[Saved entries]
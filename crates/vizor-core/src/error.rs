//! Error types for Vizor.
//!
//! Every failure that can cross the [`Model`](crate::Model) boundary is one of
//! these variants. Cache failures never show up here: the cache degrades to a
//! miss instead of raising.

use std::path::PathBuf;
use thiserror::Error;

/// Main error type for the Vizor core.
#[derive(Debug, Error)]
pub enum VizorError {
    // Caller errors
    #[error("Invalid argument: {message}")]
    InvalidArgument { message: String },

    // Source resolution errors
    #[error("Unable to decode image from {source_ref}: {message}")]
    SourceDecode { source_ref: String, message: String },

    #[error("Unable to fetch image from {source_ref}: {message}")]
    SourceFetch { source_ref: String, message: String },

    // Backend errors
    #[error("Backend {kind} unavailable: {message}")]
    BackendUnavailable { kind: String, message: String },

    #[error("Model artifact fetch failed for {url}: {message}")]
    ArtifactFetch { url: String, message: String },

    #[error("Inference failed: {message}")]
    Inference { message: String },

    // Remote delegation errors
    #[error("{reason}")]
    RemoteInference { reason: String },

    #[error("Network error: {message}")]
    Network { message: String },

    // File system errors
    #[error("IO error at {path:?}: {message}")]
    Io {
        message: String,
        path: Option<PathBuf>,
        #[source]
        source: Option<std::io::Error>,
    },

    // Serialization errors
    #[error("JSON error: {message}")]
    Json {
        message: String,
        #[source]
        source: Option<serde_json::Error>,
    },
}

/// Result type alias for Vizor operations.
pub type Result<T> = std::result::Result<T, VizorError>;

impl From<std::io::Error> for VizorError {
    fn from(err: std::io::Error) -> Self {
        VizorError::Io {
            message: err.to_string(),
            path: None,
            source: Some(err),
        }
    }
}

impl From<serde_json::Error> for VizorError {
    fn from(err: serde_json::Error) -> Self {
        VizorError::Json {
            message: err.to_string(),
            source: Some(err),
        }
    }
}

impl From<reqwest::Error> for VizorError {
    fn from(err: reqwest::Error) -> Self {
        let message = if err.is_timeout() {
            format!("request timed out: {}", err)
        } else {
            err.to_string()
        };
        VizorError::Network { message }
    }
}

impl VizorError {
    /// Create an IO error with path context.
    pub fn io_with_path(err: std::io::Error, path: impl Into<PathBuf>) -> Self {
        VizorError::Io {
            message: err.to_string(),
            path: Some(path.into()),
            source: Some(err),
        }
    }

    /// Shorthand for [`VizorError::InvalidArgument`].
    pub fn invalid_argument(message: impl Into<String>) -> Self {
        VizorError::InvalidArgument {
            message: message.into(),
        }
    }

    /// HTTP status the front door answers with for this error.
    ///
    /// Malformed requests and undecodable sources are the caller's fault
    /// (400); everything else is reported as a server failure (500).
    pub fn status_code(&self) -> u16 {
        match self {
            VizorError::InvalidArgument { .. }
            | VizorError::SourceDecode { .. }
            | VizorError::Json { .. } => 400,
            _ => 500,
        }
    }

    /// Message forwarded verbatim to remote callers as `reason`.
    pub fn reason(&self) -> String {
        self.to_string()
    }
}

What you have to do => Find every line above that includes the word "impl", then state how many there are and nothing more.

Response box => 6